*** Begin section ***

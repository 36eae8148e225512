use std::cmp::Ordering;

use crate::{MetadataFilter, ProductMetadata, Result, SearchHit, StoreStats, Vector};

/// Backend-agnostic contract for the product vector store.
///
/// Implementations must be safe for concurrent upsert/query/delete; an
/// upsert is visible to queries issued after it returns.
pub trait VectorStore: Send + Sync {
    /// Replace any existing record for `product_id` with the given vector
    /// and metadata, as one unit. A vector whose length differs from the
    /// store dimension is rejected, never padded. Fills
    /// `metadata.updated_at` when the producer left it empty.
    fn upsert(&self, product_id: &str, vector: Vector, metadata: ProductMetadata) -> Result<()>;

    /// Top-`limit` records by cosine similarity to `query`, each scoring
    /// at least `min_score`, ordered by score descending with ties broken
    /// by id ascending.
    fn query(&self, query: &Vector, limit: usize, min_score: f32) -> Result<Vec<SearchHit>>;

    /// `query` restricted to records whose metadata matches `filter`.
    ///
    /// The default filters after the fact, so a heavily filtered query may
    /// return fewer than `limit` hits; backends that can push the filter
    /// below the candidate cut should override this.
    fn query_filtered(
        &self,
        query: &Vector,
        limit: usize,
        min_score: f32,
        filter: &MetadataFilter,
    ) -> Result<Vec<SearchHit>> {
        let hits = self.query(query, limit, min_score)?;
        Ok(hits
            .into_iter()
            .filter(|hit| filter.matches(&hit.metadata))
            .collect())
    }

    /// Stored vector for `product_id`, or `None` when absent.
    fn fetch(&self, product_id: &str) -> Result<Option<Vector>>;

    /// Remove the record for `product_id`. Deleting an absent id is a
    /// no-op success.
    fn delete(&self, product_id: &str) -> Result<()>;

    /// Optional capability; backends without cheap counts return `None`.
    fn stats(&self) -> Option<StoreStats> {
        None
    }
}

/// Sort by descending score, ties broken by ascending id, then cut to
/// `limit`. Every ranked surface in the engine routes through this so
/// result order is deterministic.
pub fn rank_hits(hits: &mut Vec<SearchHit>, limit: usize) {
    hits.sort_by(|a, b| {
        b.score
            .partial_cmp(&a.score)
            .unwrap_or(Ordering::Equal)
            .then_with(|| a.product_id.cmp(&b.product_id))
    });
    hits.truncate(limit);
}
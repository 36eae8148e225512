use std::collections::BTreeMap;

use serde::{Deserialize, Serialize};
use tracing::debug;

use simdex_core::{ProductMetadata, ScalarValue, Vector};

use crate::vectorizer::{TfIdfVectorizer, SEED_CORPUS};

/// Product document carried in create/update event payloads. Update
/// events may be partial; absent fields simply contribute nothing to the
/// embedding text.
#[derive(Debug, Clone, Default, PartialEq, Serialize, Deserialize)]
pub struct ProductDoc {
    /// May be absent in partial update payloads; the indexer fills it from
    /// the event envelope.
    #[serde(default)]
    pub id: String,
    #[serde(default, skip_serializing_if = "Option::is_none")]
    pub name: Option<String>,
    #[serde(default, skip_serializing_if = "Option::is_none")]
    pub description: Option<String>,
    #[serde(default, skip_serializing_if = "Option::is_none")]
    pub category: Option<String>,
    #[serde(default, skip_serializing_if = "Option::is_none")]
    pub price: Option<f64>,
    #[serde(default, skip_serializing_if = "BTreeMap::is_empty")]
    pub attributes: BTreeMap<String, ScalarValue>,
}

impl ProductDoc {
    /// Store metadata derived from this document. `updated_at` is left for
    /// the store to stamp.
    pub fn metadata(&self) -> ProductMetadata {
        ProductMetadata {
            name: self.name.clone(),
            category: self.category.clone(),
            price: self.price,
            updated_at: None,
            extra: self.attributes.clone(),
        }
    }
}

/// Deterministic text embedder: TF-IDF features over a vocabulary fitted
/// once at construction, reconciled to the configured dimension and
/// L2-normalized.
///
/// `embed` never fails; empty or fully out-of-vocabulary input yields the
/// zero vector.
pub struct TextEmbedder {
    vectorizer: TfIdfVectorizer,
    dimension: usize,
}

impl TextEmbedder {
    pub fn new(dimension: usize) -> Self {
        let vectorizer = TfIdfVectorizer::fit(SEED_CORPUS, dimension);
        debug!(
            dimension,
            vocabulary = vectorizer.vocabulary_size(),
            "embedding model initialized"
        );
        Self {
            vectorizer,
            dimension,
        }
    }

    pub fn dimension(&self) -> usize {
        self.dimension
    }

    /// Embed arbitrary text into a unit vector of exactly `dimension`
    /// floats. Padding/truncation to the dimension happens before
    /// normalization.
    pub fn embed(&self, text: &str) -> Vector {
        let mut features = self.vectorizer.transform(text);
        features.resize(self.dimension, 0.0);
        let mut vector = Vector::new(features);
        vector.normalize();
        vector
    }

    pub fn embed_all(&self, texts: &[&str]) -> Vec<Vector> {
        texts.iter().map(|text| self.embed(text)).collect()
    }

    /// Embed a product document via its composite text.
    pub fn embed_product(&self, doc: &ProductDoc) -> Vector {
        self.embed(&Self::product_text(doc))
    }

    /// Composite text: name, description, labeled category, then sorted
    /// `key: value` attribute pairs, space-joined.
    pub fn product_text(doc: &ProductDoc) -> String {
        let mut parts: Vec<String> = Vec::new();
        if let Some(name) = &doc.name {
            parts.push(name.clone());
        }
        if let Some(description) = &doc.description {
            parts.push(description.clone());
        }
        if let Some(category) = &doc.category {
            parts.push(format!("Category: {}", category));
        }
        for (key, value) in &doc.attributes {
            parts.push(format!("{}: {}", key, value));
        }
        parts.join(" ")
    }
}

#[cfg(test)]
mod tests {
    use super::*;

    fn doc(name: &str, category: &str) -> ProductDoc {
        ProductDoc {
            id: "p1".to_string(),
            name: Some(name.to_string()),
            category: Some(category.to_string()),
            ..Default::default()
        }
    }

    #[test]
    fn test_embed_dimension_and_norm() {
        let embedder = TextEmbedder::new(384);
        let vector = embedder.embed("red running shoes");
        assert_eq!(vector.dim(), 384);
        assert!((vector.l2_norm() - 1.0).abs() < 1e-5);
    }

    #[test]
    fn test_embed_empty_is_zero_vector() {
        let embedder = TextEmbedder::new(64);
        let vector = embedder.embed("");
        assert_eq!(vector.dim(), 64);
        assert_eq!(vector.l2_norm(), 0.0);
    }

    #[test]
    fn test_embed_deterministic() {
        let embedder = TextEmbedder::new(384);
        assert_eq!(
            embedder.embed("blue cotton jacket"),
            embedder.embed("blue cotton jacket")
        );
    }

    #[test]
    fn test_small_dimension_truncates_before_normalizing() {
        let embedder = TextEmbedder::new(8);
        let vector = embedder.embed("red running shoes sneakers jacket");
        assert_eq!(vector.dim(), 8);
        let norm = vector.l2_norm();
        assert!(norm == 0.0 || (norm - 1.0).abs() < 1e-5);
    }

    #[test]
    fn test_product_text_field_order() {
        let mut product = doc("Trail runner", "shoes");
        product.description = Some("lightweight mesh".to_string());
        product
            .attributes
            .insert("color".to_string(), ScalarValue::Text("red".to_string()));
        product
            .attributes
            .insert("brand".to_string(), ScalarValue::Text("acme".to_string()));

        let text = TextEmbedder::product_text(&product);
        assert_eq!(
            text,
            "Trail runner lightweight mesh Category: shoes brand: acme color: red"
        );
    }

    #[test]
    fn test_similar_products_score_higher() {
        let embedder = TextEmbedder::new(384);
        let query = embedder.embed("red running shoes");
        let close = embedder.embed_product(&doc("red sneakers", "shoes"));
        let far = embedder.embed_product(&doc("blue jacket", "clothing"));

        let close_score = query.cosine_similarity(&close);
        let far_score = query.cosine_similarity(&far);
        assert!(
            close_score > far_score,
            "expected {} > {}",
            close_score,
            far_score
        );
        assert!(close_score >= 0.3);
    }
}
//! # simdex Recommend
//!
//! Recommendation facade for the simdex similarity engine: similarity
//! lookups with self-exclusion, category-filtered search, category
//! popularity and recent-view personalization, composed over the vector
//! store and the embedding generator.

pub mod recommender;
pub mod signals;

pub use recommender::{Recommendation, RecommendationKind, Recommender};
pub use signals::{
    MemoryPopularityCounter, MemoryProductCatalog, MemoryRecentViews, PopularityCounter,
    ProductCatalog, RecentViews,
};
//! # simdex Stream
//!
//! Event log and indexer for the simdex similarity engine.
//!
//! This crate provides the event-driven index maintenance path:
//!
//! - [`ProductEvent`] / [`EventKind`] / [`DeliveryId`] - Event model
//! - [`EventLog`] - Append-only log with consumer-group semantics
//! - [`MemoryEventLog`] - Partitioned in-memory backend (ordered per product)
//! - [`TableEventLog`] - Polling-table backend (global ordering, higher latency)
//! - [`ProductEventProducer`] - Publish helpers for lifecycle events
//! - [`EventIndexer`] - Consumer state machine applying events idempotently
//!
//! Delivery is at-least-once: entries claimed but never acknowledged are
//! redelivered after a visibility timeout, so the indexer's store
//! mutations are idempotent by construction.

pub mod consumer;
pub mod error;
pub mod event;
pub mod log;
pub mod memory;
pub mod producer;
pub mod table;

pub use consumer::{ConsumerState, EventIndexer, IndexerConfig};
pub use error::{Result, StreamError};
pub use event::{ClaimedEvent, DeliveryId, EventKind, ProductEvent};
pub use log::EventLog;
pub use memory::{MemoryEventLog, MemoryLogConfig};
pub use producer::ProductEventProducer;
pub use table::{TableEventLog, TableLogConfig};
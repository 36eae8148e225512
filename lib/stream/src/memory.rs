use std::hash::BuildHasher;
use std::time::{Duration, Instant};

use ahash::{AHashMap, RandomState};
use parking_lot::{Condvar, Mutex};
use tracing::debug;

use crate::{ClaimedEvent, DeliveryId, EventLog, ProductEvent, Result, StreamError};

/// Tunables for the in-memory log backend.
#[derive(Debug, Clone)]
pub struct MemoryLogConfig {
    pub partitions: usize,
    /// How long a claimed entry stays invisible before a crashlike
    /// no-ack makes it claimable again. Must exceed worst-case batch
    /// processing time or entries get reprocessed while still in flight.
    pub visibility_timeout: Duration,
}

impl Default for MemoryLogConfig {
    fn default() -> Self {
        Self {
            partitions: 8,
            visibility_timeout: Duration::from_secs(30),
        }
    }
}

struct InFlight {
    consumer: String,
    claimed_at: Instant,
}

struct GroupState {
    /// Next undelivered offset per partition.
    cursors: Vec<u64>,
    in_flight: AHashMap<DeliveryId, InFlight>,
}

impl GroupState {
    fn new(partitions: usize) -> Self {
        Self {
            cursors: vec![0; partitions],
            in_flight: AHashMap::default(),
        }
    }
}

struct LogInner {
    partitions: Vec<Vec<ProductEvent>>,
    groups: AHashMap<String, GroupState>,
}

/// Partitioned in-memory event log with consumer groups.
///
/// Events are routed by `hash(product_id) % partitions`, so every event
/// for one product is strictly ordered. Groups are created implicitly on
/// first claim. Publishing wakes blocked claimers.
pub struct MemoryEventLog {
    config: MemoryLogConfig,
    hasher: RandomState,
    inner: Mutex<LogInner>,
    available: Condvar,
}

impl MemoryEventLog {
    pub fn new(config: MemoryLogConfig) -> Self {
        let partitions = config.partitions.max(1);
        Self {
            config: MemoryLogConfig {
                partitions,
                ..config
            },
            hasher: RandomState::new(),
            inner: Mutex::new(LogInner {
                partitions: (0..partitions).map(|_| Vec::new()).collect(),
                groups: AHashMap::default(),
            }),
            available: Condvar::new(),
        }
    }

    pub fn partition_for(&self, product_id: &str) -> u32 {
        (self.hasher.hash_one(product_id) % self.config.partitions as u64) as u32
    }

    /// Total appended entries across partitions.
    pub fn len(&self) -> usize {
        self.inner.lock().partitions.iter().map(Vec::len).sum()
    }

    pub fn is_empty(&self) -> bool {
        self.len() == 0
    }

    fn collect(
        &self,
        inner: &mut LogInner,
        group: &str,
        consumer: &str,
        count: usize,
        now: Instant,
    ) -> Vec<ClaimedEvent> {
        let partitions = &inner.partitions;
        let state = inner
            .groups
            .entry(group.to_string())
            .or_insert_with(|| GroupState::new(partitions.len()));

        let mut batch = Vec::new();

        // Expired claims first: they are the oldest outstanding work.
        let mut expired: Vec<DeliveryId> = state
            .in_flight
            .iter()
            .filter(|(_, flight)| {
                now.duration_since(flight.claimed_at) >= self.config.visibility_timeout
            })
            .map(|(id, _)| *id)
            .collect();
        expired.sort_by_key(|id| (id.partition, id.offset));
        for delivery_id in expired {
            if batch.len() >= count {
                break;
            }
            let event =
                partitions[delivery_id.partition as usize][delivery_id.offset as usize].clone();
            state.in_flight.insert(
                delivery_id,
                InFlight {
                    consumer: consumer.to_string(),
                    claimed_at: now,
                },
            );
            debug!(%delivery_id, consumer, "redelivering expired claim");
            batch.push(ClaimedEvent { delivery_id, event });
        }

        // Then fresh entries, append order within each partition.
        for (partition, entries) in partitions.iter().enumerate() {
            while batch.len() < count {
                let offset = state.cursors[partition];
                if offset as usize >= entries.len() {
                    break;
                }
                state.cursors[partition] = offset + 1;
                let delivery_id = DeliveryId {
                    partition: partition as u32,
                    offset,
                };
                state.in_flight.insert(
                    delivery_id,
                    InFlight {
                        consumer: consumer.to_string(),
                        claimed_at: now,
                    },
                );
                batch.push(ClaimedEvent {
                    delivery_id,
                    event: entries[offset as usize].clone(),
                });
            }
        }
        batch
    }
}

impl EventLog for MemoryEventLog {
    fn publish(&self, event: ProductEvent) -> Result<DeliveryId> {
        let partition = self.partition_for(&event.product_id);
        let mut inner = self.inner.lock();
        let entries = &mut inner.partitions[partition as usize];
        let offset = entries.len() as u64;
        entries.push(event);
        self.available.notify_all();
        Ok(DeliveryId { partition, offset })
    }

    fn claim(
        &self,
        group: &str,
        consumer: &str,
        count: usize,
        block: Duration,
    ) -> Result<Vec<ClaimedEvent>> {
        let deadline = Instant::now() + block;
        let mut inner = self.inner.lock();
        loop {
            let now = Instant::now();
            let batch = self.collect(&mut inner, group, consumer, count, now);
            if !batch.is_empty() || now >= deadline {
                return Ok(batch);
            }
            // Wake early on publish; cap the wait so expiring claims are
            // rechecked without a publish.
            let wait = (deadline - now).min(Duration::from_millis(100));
            let _ = self.available.wait_for(&mut inner, wait);
        }
    }

    fn ack(&self, group: &str, delivery_id: DeliveryId) -> Result<()> {
        let mut inner = self.inner.lock();
        let state = inner
            .groups
            .get_mut(group)
            .ok_or_else(|| StreamError::UnknownGroup(group.to_string()))?;

        if let Some(flight) = state.in_flight.remove(&delivery_id) {
            debug!(%delivery_id, consumer = %flight.consumer, "acked");
            return Ok(());
        }
        let already_acked = (delivery_id.partition as usize) < state.cursors.len()
            && delivery_id.offset < state.cursors[delivery_id.partition as usize];
        if already_acked {
            // Late ack after redelivery completed elsewhere.
            return Ok(());
        }
        Err(StreamError::NotClaimed {
            group: group.to_string(),
            delivery_id,
        })
    }
}

#[cfg(test)]
mod tests {
    use super::*;
    use crate::EventKind;
    use std::sync::Arc;

    fn log_with(visibility: Duration) -> MemoryEventLog {
        MemoryEventLog::new(MemoryLogConfig {
            partitions: 4,
            visibility_timeout: visibility,
        })
    }

    fn event(kind: EventKind, product_id: &str) -> ProductEvent {
        ProductEvent::new(kind, product_id, "{}")
    }

    #[test]
    fn test_same_product_same_partition() {
        let log = log_with(Duration::from_secs(30));
        let a = log.publish(event(EventKind::Create, "p1")).unwrap();
        let b = log.publish(event(EventKind::Update, "p1")).unwrap();
        assert_eq!(a.partition, b.partition);
        assert_eq!(a.offset + 1, b.offset);
    }

    #[test]
    fn test_claim_ack_cycle() {
        let log = log_with(Duration::from_secs(30));
        log.publish(event(EventKind::Create, "p1")).unwrap();

        let batch = log.claim("g", "c1", 10, Duration::ZERO).unwrap();
        assert_eq!(batch.len(), 1);
        log.ack("g", batch[0].delivery_id).unwrap();

        // Acked entries are gone for good.
        assert!(log.claim("g", "c1", 10, Duration::ZERO).unwrap().is_empty());
        // Re-ack is a no-op.
        log.ack("g", batch[0].delivery_id).unwrap();
    }

    #[test]
    fn test_per_product_order_preserved() {
        let log = log_with(Duration::from_secs(30));
        for i in 0..5 {
            let mut e = event(EventKind::Update, "p1");
            e.payload = format!("{{\"seq\":{}}}", i);
            log.publish(e).unwrap();
        }
        let batch = log.claim("g", "c1", 10, Duration::ZERO).unwrap();
        let payloads: Vec<&str> = batch.iter().map(|c| c.event.payload.as_str()).collect();
        let expected: Vec<String> = (0..5).map(|i| format!("{{\"seq\":{}}}", i)).collect();
        assert_eq!(payloads, expected.iter().map(String::as_str).collect::<Vec<_>>());
    }

    #[test]
    fn test_unacked_claim_redelivered_to_other_consumer() {
        let log = log_with(Duration::from_millis(20));
        log.publish(event(EventKind::Create, "p1")).unwrap();

        let first = log.claim("g", "c1", 10, Duration::ZERO).unwrap();
        assert_eq!(first.len(), 1);
        // Invisible while the claim is fresh.
        assert!(log.claim("g", "c2", 10, Duration::ZERO).unwrap().is_empty());

        std::thread::sleep(Duration::from_millis(30));
        let second = log.claim("g", "c2", 10, Duration::ZERO).unwrap();
        assert_eq!(second.len(), 1);
        assert_eq!(second[0].delivery_id, first[0].delivery_id);

        // The late ack from the original claimer still lands.
        log.ack("g", first[0].delivery_id).unwrap();
    }

    #[test]
    fn test_ack_outside_claimed_set_is_error() {
        let log = log_with(Duration::from_secs(30));
        let id = log.publish(event(EventKind::Create, "p1")).unwrap();

        let err = log.ack("nope", id).unwrap_err();
        assert!(matches!(err, StreamError::UnknownGroup(_)));

        // Group exists but the entry was never claimed.
        log.claim("g", "c1", 0, Duration::ZERO).unwrap();
        let err = log.ack("g", id).unwrap_err();
        assert!(matches!(err, StreamError::NotClaimed { .. }));
    }

    #[test]
    fn test_blocking_claim_times_out_empty() {
        let log = log_with(Duration::from_secs(30));
        let batch = log.claim("g", "c1", 10, Duration::from_millis(30)).unwrap();
        assert!(batch.is_empty());
    }

    #[test]
    fn test_publish_wakes_blocked_claim() {
        let log = Arc::new(log_with(Duration::from_secs(30)));
        let claimer = {
            let log = Arc::clone(&log);
            std::thread::spawn(move || log.claim("g", "c1", 10, Duration::from_secs(5)).unwrap())
        };
        std::thread::sleep(Duration::from_millis(20));
        log.publish(event(EventKind::Create, "p1")).unwrap();

        let batch = claimer.join().unwrap();
        assert_eq!(batch.len(), 1);
    }

    #[test]
    fn test_competing_consumers_split_entries() {
        let log = log_with(Duration::from_secs(30));
        for i in 0..6 {
            log.publish(event(EventKind::Create, &format!("p{}", i)))
                .unwrap();
        }
        let first = log.claim("g", "c1", 3, Duration::ZERO).unwrap();
        let second = log.claim("g", "c2", 10, Duration::ZERO).unwrap();
        assert_eq!(first.len(), 3);
        assert_eq!(second.len(), 3);
        for a in &first {
            assert!(second.iter().all(|b| b.delivery_id != a.delivery_id));
        }
    }
}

*** End section ***

Exactly the lines above from the one with "pub use log::EventLog;" to the one with "use std::hash::BuildHasher;", both included, are to be quoted; leave the rest out.

WRITTEN SOLUTION
pub use log::EventLog;
pub use memory::{MemoryEventLog, MemoryLogConfig};
pub use producer::ProductEventProducer;
pub use table::{TableEventLog, TableLogConfig};
repository 36eae8148e225512
filename lib/stream/src/memory.rs
use std::hash::BuildHasher;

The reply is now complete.